▶ _Work required_
Each record should be reproduced exactly.

▶ _Data records_

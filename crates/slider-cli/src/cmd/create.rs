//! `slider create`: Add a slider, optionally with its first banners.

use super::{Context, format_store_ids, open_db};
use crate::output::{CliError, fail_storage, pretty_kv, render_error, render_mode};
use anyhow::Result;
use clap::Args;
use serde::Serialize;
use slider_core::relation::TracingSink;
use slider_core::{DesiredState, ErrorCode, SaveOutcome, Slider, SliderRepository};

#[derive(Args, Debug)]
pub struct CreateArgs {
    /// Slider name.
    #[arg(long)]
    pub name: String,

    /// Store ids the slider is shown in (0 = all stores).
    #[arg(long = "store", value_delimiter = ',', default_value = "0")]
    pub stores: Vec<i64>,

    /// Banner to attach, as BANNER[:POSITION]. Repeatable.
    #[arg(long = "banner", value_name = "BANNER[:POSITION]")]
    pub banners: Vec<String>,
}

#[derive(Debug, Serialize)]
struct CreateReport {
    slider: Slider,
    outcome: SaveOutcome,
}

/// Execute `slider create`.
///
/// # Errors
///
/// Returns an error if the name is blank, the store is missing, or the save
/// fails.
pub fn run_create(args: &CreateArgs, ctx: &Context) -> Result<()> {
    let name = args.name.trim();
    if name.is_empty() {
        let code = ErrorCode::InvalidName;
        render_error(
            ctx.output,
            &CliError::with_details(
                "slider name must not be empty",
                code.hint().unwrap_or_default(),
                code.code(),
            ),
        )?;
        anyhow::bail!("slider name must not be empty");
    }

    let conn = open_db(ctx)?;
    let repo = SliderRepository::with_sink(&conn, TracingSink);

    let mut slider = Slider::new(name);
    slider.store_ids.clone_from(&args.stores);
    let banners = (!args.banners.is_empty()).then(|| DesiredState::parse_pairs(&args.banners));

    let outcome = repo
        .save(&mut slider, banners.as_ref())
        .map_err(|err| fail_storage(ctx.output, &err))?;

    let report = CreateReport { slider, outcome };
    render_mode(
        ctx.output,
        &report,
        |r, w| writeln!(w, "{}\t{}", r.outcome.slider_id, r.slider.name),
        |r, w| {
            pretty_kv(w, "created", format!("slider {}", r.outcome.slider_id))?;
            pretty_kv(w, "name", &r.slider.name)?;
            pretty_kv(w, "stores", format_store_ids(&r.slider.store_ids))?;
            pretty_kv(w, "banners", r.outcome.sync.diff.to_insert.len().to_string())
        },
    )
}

▶ _Written response_
filename crates/slider-cli/src/cmd/create.rs
//! `slider create`: Add a slider, optionally with its first banners.

use super::{Context, format_store_ids, open_db};
use crate::output::{CliError, fail_storage, pretty_kv, render_error, render_mode};
use anyhow::Result;
use clap::Args;
use serde::Serialize;
use slider_core::relation::TracingSink;
use slider_core::{DesiredState, ErrorCode, SaveOutcome, Slider, SliderRepository};

#[derive(Args, Debug)]
pub struct CreateArgs {
    /// Slider name.
    #[arg(long)]
    pub name: String,

    /// Store ids the slider is shown in (0 = all stores).
    #[arg(long = "store", value_delimiter = ',', default_value = "0")]
    pub stores: Vec<i64>,

    /// Banner to attach, as BANNER[:POSITION]. Repeatable.
    #[arg(long = "banner", value_name = "BANNER[:POSITION]")]
    pub banners: Vec<String>,
}

#[derive(Debug, Serialize)]
struct CreateReport {
    slider: Slider,
    outcome: SaveOutcome,
}

/// Execute `slider create`.
///
/// # Errors
///
/// Returns an error if the name is blank, the store is missing, or the save
/// fails.
pub fn run_create(args: &CreateArgs, ctx: &Context) -> Result<()> {
    let name = args.name.trim();
    if name.is_empty() {
        let code = ErrorCode::InvalidName;
        render_error(
            ctx.output,
            &CliError::with_details(
                "slider name must not be empty",
                code.hint().unwrap_or_default(),
                code.code(),
            ),
        )?;
        anyhow::bail!("slider name must not be empty");
    }

    let conn = open_db(ctx)?;
    let repo = SliderRepository::with_sink(&conn, TracingSink);

    let mut slider = Slider::new(name);
    slider.store_ids.clone_from(&args.stores);
    let banners = (!args.banners.is_empty()).then(|| DesiredState::parse_pairs(&args.banners));

    let outcome = repo
        .save(&mut slider, banners.as_ref())
        .map_err(|err| fail_storage(ctx.output, &err))?;

    let report = CreateReport { slider, outcome };
    render_mode(
        ctx.output,
        &report,
        |r, w| writeln!(w, "{}\t{}", r.outcome.slider_id, r.slider.name),
        |r, w| {
            pretty_kv(w, "created", format!("slider {}", r.outcome.slider_id))?;
            pretty_kv(w, "name", &r.slider.name)?;
            pretty_kv(w, "stores", format_store_ids(&r.slider.store_ids))?;
            pretty_kv(w, "banners", r.outcome.sync.diff.to_insert.len().to_string())
        },
    )
}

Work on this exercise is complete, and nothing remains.